Sigmoidoscopy. A physician uses a camera-tipped scope to examine the lower third of the colon. A less effective test than colonoscopy, this procedure does not require sedation, and doctors often recommend it in conjunction with a fecal occult blood test (see below) every five years.

Fecal occult blood testing. This noninvasive test is used to detect the presence of blood in the stool -- often the first warning sign of colorectal disease. A positive test is ordinarily followed by a colonoscopy. The blood test should be done once a year and can be combined with sigmoidoscopy.

Double contrast barium enema. An X-ray technician takes pictures of the large intestine before and after the patient is given a barium enema (a chemical that flows into the colon and shows up on the X-ray).

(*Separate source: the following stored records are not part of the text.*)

//! Removes diagnostic console calls from production builds.

use super::lexer::{Token, TokenKind, significant, tokenize};
use serde::Serialize;

/// Strips `console.<method>(...)` calls whose method is not allow-listed.
#[derive(Debug, Clone, PartialEq, Eq, Serialize)]
pub struct DiagnosticStrip {
    /// Receiver of the diagnostic calls.
    pub object: String,

    /// Methods that survive stripping.
    #[serde(rename = "exclude")]
    pub allowed: Vec<String>,
}

impl Default for DiagnosticStrip {
    fn default() -> Self {
        Self {
            object: "console".to_string(),
            allowed: ["log", "warn", "error"].map(String::from).to_vec(),
        }
    }
}

/// Keywords whose parenthesised header is followed by a statement body.
const CONTROL_HEADERS: &[&str] = &["if", "for", "while", "with"];

struct Removal {
    start: usize,
    end: usize,
    whole_statement: bool,
}

impl DiagnosticStrip {
    pub fn allows(&self, method: &str) -> bool {
        self.allowed.iter().any(|m| m == method)
    }

    /// Applies the rule to `source`.
    ///
    /// A call that forms a whole expression statement is removed along with
    /// its semicolon (and its line, when it stood alone). A call anywhere else
    /// becomes `void 0`.
    pub fn strip(&self, source: &str) -> String {
        let tokens = tokenize(source);
        let sig = significant(&tokens);
        let closers = matching_closers(&tokens, &sig);

        let mut removals = Vec::new();
        let mut i = 0;
        while i < sig.len() {
            match self.call_at(&tokens, &sig, &closers, i) {
                Some(close) => {
                    let ends_statement = match sig.get(close + 1).map(|&t| &tokens[t]) {
                        None => true,
                        Some(next) => {
                            next.is_punct(";")
                                || next.is_punct("}")
                                || newline_between(source, &tokens[sig[close]], next)
                        }
                    };
                    let whole_statement =
                        ends_statement && self.starts_statement(source, &tokens, &sig, &closers, i);

                    let mut end = tokens[sig[close]].end();
                    if whole_statement {
                        if let Some(semi) = sig.get(close + 1).map(|&t| &tokens[t]) {
                            if semi.is_punct(";") {
                                end = semi.end();
                            }
                        }
                    }
                    removals.push(Removal {
                        start: tokens[sig[i]].start,
                        end,
                        whole_statement,
                    });
                    i = close + 1;
                }
                None => i += 1,
            }
        }

        if removals.is_empty() {
            return source.to_string();
        }
        log::debug!("Stripped {} diagnostic call(s)", removals.len());

        let mut out = String::with_capacity(source.len());
        let mut pos = 0;
        for removal in removals {
            let (start, end) = if removal.whole_statement {
                expand_to_line(source, removal.start, removal.end)
            } else {
                (removal.start, removal.end)
            };
            out.push_str(&source[pos..start.max(pos)]);
            if !removal.whole_statement {
                out.push_str("void 0");
            }
            pos = end.max(pos);
        }
        out.push_str(&source[pos..]);
        out
    }

    /// Significant index of the closing paren when a strippable call starts
    /// at significant index `i`.
    fn call_at(
        &self,
        tokens: &[Token<'_>],
        sig: &[usize],
        closers: &[Option<usize>],
        i: usize,
    ) -> Option<usize> {
        let at = |n: usize| sig.get(n).map(|&t| &tokens[t]);
        if !at(i)?.is_ident(&self.object) {
            return None;
        }
        if i > 0 && at(i - 1)?.is_member_dot() {
            return None;
        }
        if !at(i + 1)?.is_punct(".") {
            return None;
        }
        let method = at(i + 2).filter(|t| t.kind == TokenKind::Ident)?;
        if self.allows(method.text) || !at(i + 3)?.is_punct("(") {
            return None;
        }
        closers[i + 3]
    }

    fn starts_statement(
        &self,
        source: &str,
        tokens: &[Token<'_>],
        sig: &[usize],
        closers: &[Option<usize>],
        i: usize,
    ) -> bool {
        if i == 0 {
            return true;
        }
        let prev = &tokens[sig[i - 1]];
        if prev.is_punct(";") || prev.is_punct("{") || prev.is_punct("}") {
            return true;
        }
        if prev.is_ident("else") || prev.is_ident("do") {
            return false;
        }
        if prev.is_punct(")") {
            let header = closers
                .iter()
                .position(|c| *c == Some(i - 1))
                .and_then(|open| open.checked_sub(1))
                .map(|kw| &tokens[sig[kw]]);
            if header.is_some_and(|kw| CONTROL_HEADERS.iter().any(|k| kw.is_ident(k))) {
                return false;
            }
        }
        let continues_expression = (prev.kind == TokenKind::Punct
            && !matches!(prev.text, ")" | "]"))
            || (prev.kind == TokenKind::Template && prev.text.ends_with("${"));
        !continues_expression && newline_between(source, prev, &tokens[sig[i]])
    }
}

/// For every significant index holding an opening bracket, the significant
/// index of its closer.
fn matching_closers(tokens: &[Token<'_>], sig: &[usize]) -> Vec<Option<usize>> {
    let mut closers = vec![None; sig.len()];
    let mut stack: Vec<(usize, &str)> = Vec::new();
    for (n, &t) in sig.iter().enumerate() {
        let token = &tokens[t];
        if token.kind != TokenKind::Punct {
            continue;
        }
        match token.text {
            "(" => stack.push((n, ")")),
            "[" => stack.push((n, "]")),
            "{" => stack.push((n, "}")),
            ")" | "]" | "}" => {
                if let Some(&(open, expected)) = stack.last() {
                    if expected == token.text {
                        stack.pop();
                        closers[open] = Some(n);
                    }
                }
            }
            _ => {}
        }
    }
    closers
}

fn newline_between(source: &str, before: &Token<'_>, after: &Token<'_>) -> bool {
    source[before.end()..after.start].contains('\n')
}

/// Widens a removed statement to its whole line when nothing else shares it.
fn expand_to_line(source: &str, start: usize, end: usize) -> (usize, usize) {
    let line_start = source[..start].rfind('\n').map_or(0, |n| n + 1);
    let line_end = source[end..].find('\n').map_or(source.len(), |n| end + n + 1);
    let before_blank = source[line_start..start].trim().is_empty();
    let after_blank = source[end..line_end].trim().is_empty();
    if before_blank && after_blank {
        (line_start, line_end)
    } else {
        (start, end)
    }
}

#[cfg(test)]
mod tests {
    use super::*;

    fn strip(src: &str) -> String {
        DiagnosticStrip::default().strip(src)
    }

    #[test]
    fn removes_assertions_and_keeps_allowed_levels() {
        let src = "function f(x) {\n  console.assert(x > 0, 'positive');\n  console.log('a');\n  console.warn('b');\n  console.error('c');\n  console.debug('d');\n}\n";
        assert_eq!(
            strip(src),
            "function f(x) {\n  console.log('a');\n  console.warn('b');\n  console.error('c');\n}\n"
        );
    }

    #[test]
    fn expression_positions_become_void() {
        assert_eq!(strip("const t = console.time('x');"), "const t = void 0;");
        assert_eq!(strip("if (x) console.assert(y);\n"), "if (x) void 0;\n");
        assert_eq!(strip("a && console.info(b)\n"), "a && void 0\n");
    }

    #[test]
    fn nested_arguments_are_removed_with_the_call() {
        assert_eq!(strip("console.assert(f(a, [b], {c}));\nnext();\n"), "next();\n");
    }

    #[test]
    fn statements_without_semicolons_are_removed() {
        assert_eq!(strip("foo()\nconsole.assert(x)\nbar()\n"), "foo()\nbar()\n");
    }

    #[test]
    fn strings_and_member_chains_are_untouched() {
        let src = "log('console.assert(x)'); this.console.assert(x); console.log(1);\n";
        assert_eq!(strip(src), src);
    }

    #[test]
    fn shared_line_keeps_neighbours() {
        assert_eq!(strip("a(); console.assert(b); c();\n"), "a();  c();\n");
    }
}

The test, suggested every five years, is rarely recommended because it is "substantially less sensitive than colonoscopy [at detecting] large polyps and cancers" and does not allow doctors to remove polyps, says the report on the revised guidelines.

Virtual colonoscopy. This noninvasive screening test uses computers and X-rays to create images of the colon. Some physicians say it may become more widely used after it is studied more thoroughly.

Fecal DNA stool test. This noninvasive test detects genetic abnormalities in fecal samples. More research is needed before this test can be recommended for widespread use, according to the report.